- Task
Retyping the entire listing exactly is the task.

- Exercise inputs
------------

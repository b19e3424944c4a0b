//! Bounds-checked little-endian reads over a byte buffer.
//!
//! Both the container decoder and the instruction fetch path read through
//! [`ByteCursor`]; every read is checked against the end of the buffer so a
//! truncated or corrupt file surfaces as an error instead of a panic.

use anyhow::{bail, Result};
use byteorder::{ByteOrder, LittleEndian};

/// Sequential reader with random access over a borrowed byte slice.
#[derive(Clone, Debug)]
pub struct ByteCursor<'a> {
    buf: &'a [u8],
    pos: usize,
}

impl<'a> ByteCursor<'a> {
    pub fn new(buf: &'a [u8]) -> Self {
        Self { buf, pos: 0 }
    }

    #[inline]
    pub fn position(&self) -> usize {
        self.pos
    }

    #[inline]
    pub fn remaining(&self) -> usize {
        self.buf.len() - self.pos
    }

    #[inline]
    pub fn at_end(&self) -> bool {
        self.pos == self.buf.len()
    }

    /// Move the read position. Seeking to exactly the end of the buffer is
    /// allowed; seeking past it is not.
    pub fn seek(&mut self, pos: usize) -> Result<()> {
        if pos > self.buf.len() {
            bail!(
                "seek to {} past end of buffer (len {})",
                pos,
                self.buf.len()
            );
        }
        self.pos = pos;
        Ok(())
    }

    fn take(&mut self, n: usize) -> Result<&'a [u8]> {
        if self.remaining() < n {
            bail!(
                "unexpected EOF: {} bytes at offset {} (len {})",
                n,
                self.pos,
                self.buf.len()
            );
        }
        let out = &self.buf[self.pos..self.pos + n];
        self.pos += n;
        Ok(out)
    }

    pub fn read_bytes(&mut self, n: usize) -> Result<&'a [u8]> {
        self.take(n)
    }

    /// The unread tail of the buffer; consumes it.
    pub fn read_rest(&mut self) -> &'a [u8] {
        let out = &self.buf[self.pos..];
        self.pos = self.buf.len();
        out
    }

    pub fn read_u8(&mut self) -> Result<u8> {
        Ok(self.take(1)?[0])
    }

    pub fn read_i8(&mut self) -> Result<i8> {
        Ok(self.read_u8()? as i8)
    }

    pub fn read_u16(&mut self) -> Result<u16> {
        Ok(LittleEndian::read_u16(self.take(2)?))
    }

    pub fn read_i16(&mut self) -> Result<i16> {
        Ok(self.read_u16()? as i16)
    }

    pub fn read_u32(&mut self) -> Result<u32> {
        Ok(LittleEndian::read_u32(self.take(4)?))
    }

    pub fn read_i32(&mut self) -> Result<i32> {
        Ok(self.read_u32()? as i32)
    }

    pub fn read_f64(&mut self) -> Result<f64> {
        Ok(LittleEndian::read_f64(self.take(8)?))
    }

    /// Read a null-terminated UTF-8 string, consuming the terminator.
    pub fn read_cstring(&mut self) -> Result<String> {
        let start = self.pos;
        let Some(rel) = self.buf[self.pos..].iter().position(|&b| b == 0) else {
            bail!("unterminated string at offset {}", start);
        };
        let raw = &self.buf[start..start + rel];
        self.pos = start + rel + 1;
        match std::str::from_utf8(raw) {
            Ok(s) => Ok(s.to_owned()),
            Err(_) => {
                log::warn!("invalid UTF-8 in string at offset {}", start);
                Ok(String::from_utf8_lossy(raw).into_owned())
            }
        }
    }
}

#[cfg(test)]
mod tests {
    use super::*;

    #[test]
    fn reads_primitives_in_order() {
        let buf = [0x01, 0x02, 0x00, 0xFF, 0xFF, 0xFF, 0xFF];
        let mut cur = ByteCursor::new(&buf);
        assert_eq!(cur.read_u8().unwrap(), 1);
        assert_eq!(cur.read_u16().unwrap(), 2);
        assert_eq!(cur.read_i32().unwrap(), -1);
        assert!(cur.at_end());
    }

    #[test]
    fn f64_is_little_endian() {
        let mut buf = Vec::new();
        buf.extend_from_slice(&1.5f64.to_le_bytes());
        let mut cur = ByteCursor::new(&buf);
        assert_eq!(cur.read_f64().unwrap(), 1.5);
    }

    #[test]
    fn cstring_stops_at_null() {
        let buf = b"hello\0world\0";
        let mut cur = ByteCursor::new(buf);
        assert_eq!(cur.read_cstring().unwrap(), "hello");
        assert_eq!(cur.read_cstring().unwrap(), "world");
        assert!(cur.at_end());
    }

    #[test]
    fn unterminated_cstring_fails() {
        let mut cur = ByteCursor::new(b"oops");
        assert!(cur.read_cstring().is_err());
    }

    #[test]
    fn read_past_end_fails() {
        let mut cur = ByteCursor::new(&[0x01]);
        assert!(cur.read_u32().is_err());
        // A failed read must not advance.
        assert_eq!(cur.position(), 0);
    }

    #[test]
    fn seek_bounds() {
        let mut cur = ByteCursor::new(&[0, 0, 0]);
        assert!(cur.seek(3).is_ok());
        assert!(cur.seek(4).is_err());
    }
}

------------

- Result
repository b19e3424944c4a0b
//! Bounds-checked little-endian reads over a byte buffer.
//!
//! Both the container decoder and the instruction fetch path read through
//! [`ByteCursor`]; every read is checked against the end of the buffer so a
//! truncated or corrupt file surfaces as an error instead of a panic.

use anyhow::{bail, Result};
use byteorder::{ByteOrder, LittleEndian};

/// Sequential reader with random access over a borrowed byte slice.
#[derive(Clone, Debug)]
pub struct ByteCursor<'a> {
    buf: &'a [u8],
    pos: usize,
}

impl<'a> ByteCursor<'a> {
    pub fn new(buf: &'a [u8]) -> Self {
        Self { buf, pos: 0 }
    }

    #[inline]
    pub fn position(&self) -> usize {
        self.pos
    }

    #[inline]
    pub fn remaining(&self) -> usize {
        self.buf.len() - self.pos
    }

    #[inline]
    pub fn at_end(&self) -> bool {
        self.pos == self.buf.len()
    }

    /// Move the read position. Seeking to exactly the end of the buffer is
    /// allowed; seeking past it is not.
    pub fn seek(&mut self, pos: usize) -> Result<()> {
        if pos > self.buf.len() {
            bail!(
                "seek to {} past end of buffer (len {})",
                pos,
                self.buf.len()
            );
        }
        self.pos = pos;
        Ok(())
    }

    fn take(&mut self, n: usize) -> Result<&'a [u8]> {
        if self.remaining() < n {
            bail!(
                "unexpected EOF: {} bytes at offset {} (len {})",
                n,
                self.pos,
                self.buf.len()
            );
        }
        let out = &self.buf[self.pos..self.pos + n];
        self.pos += n;
        Ok(out)
    }

    pub fn read_bytes(&mut self, n: usize) -> Result<&'a [u8]> {
        self.take(n)
    }

    /// The unread tail of the buffer; consumes it.
    pub fn read_rest(&mut self) -> &'a [u8] {
        let out = &self.buf[self.pos..];
        self.pos = self.buf.len();
        out
    }

    pub fn read_u8(&mut self) -> Result<u8> {
        Ok(self.take(1)?[0])
    }

    pub fn read_i8(&mut self) -> Result<i8> {
        Ok(self.read_u8()? as i8)
    }

    pub fn read_u16(&mut self) -> Result<u16> {
        Ok(LittleEndian::read_u16(self.take(2)?))
    }

    pub fn read_i16(&mut self) -> Result<i16> {
        Ok(self.read_u16()? as i16)
    }

    pub fn read_u32(&mut self) -> Result<u32> {
        Ok(LittleEndian::read_u32(self.take(4)?))
    }

    pub fn read_i32(&mut self) -> Result<i32> {
        Ok(self.read_u32()? as i32)
    }

    pub fn read_f64(&mut self) -> Result<f64> {
        Ok(LittleEndian::read_f64(self.take(8)?))
    }

    /// Read a null-terminated UTF-8 string, consuming the terminator.
    pub fn read_cstring(&mut self) -> Result<String> {
        let start = self.pos;
        let Some(rel) = self.buf[self.pos..].iter().position(|&b| b == 0) else {
            bail!("unterminated string at offset {}", start);
        };
        let raw = &self.buf[start..start + rel];
        self.pos = start + rel + 1;
        match std::str::from_utf8(raw) {
            Ok(s) => Ok(s.to_owned()),
            Err(_) => {
                log::warn!("invalid UTF-8 in string at offset {}", start);
                Ok(String::from_utf8_lossy(raw).into_owned())
            }
        }
    }
}

#[cfg(test)]
mod tests {
    use super::*;

    #[test]
    fn reads_primitives_in_order() {
        let buf = [0x01, 0x02, 0x00, 0xFF, 0xFF, 0xFF, 0xFF];
        let mut cur = ByteCursor::new(&buf);
        assert_eq!(cur.read_u8().unwrap(), 1);
        assert_eq!(cur.read_u16().unwrap(), 2);
        assert_eq!(cur.read_i32().unwrap(), -1);
        assert!(cur.at_end());
    }

    #[test]
    fn f64_is_little_endian() {
        let mut buf = Vec::new();
        buf.extend_from_slice(&1.5f64.to_le_bytes());
        let mut cur = ByteCursor::new(&buf);
        assert_eq!(cur.read_f64().unwrap(), 1.5);
    }

    #[test]
    fn cstring_stops_at_null() {
        let buf = b"hello\0world\0";
        let mut cur = ByteCursor::new(buf);
        assert_eq!(cur.read_cstring().unwrap(), "hello");
        assert_eq!(cur.read_cstring().unwrap(), "world");
        assert!(cur.at_end());
    }

    #[test]
    fn unterminated_cstring_fails() {
        let mut cur = ByteCursor::new(b"oops");
        assert!(cur.read_cstring().is_err());
    }

    #[test]
    fn read_past_end_fails() {
        let mut cur = ByteCursor::new(&[0x01]);
        assert!(cur.read_u32().is_err());
        // A failed read must not advance.
        assert_eq!(cur.position(), 0);
    }

    #[test]
    fn seek_bounds() {
        let mut cur = ByteCursor::new(&[0, 0, 0]);
        assert!(cur.seek(3).is_ok());
        assert!(cur.seek(4).is_err());
    }
}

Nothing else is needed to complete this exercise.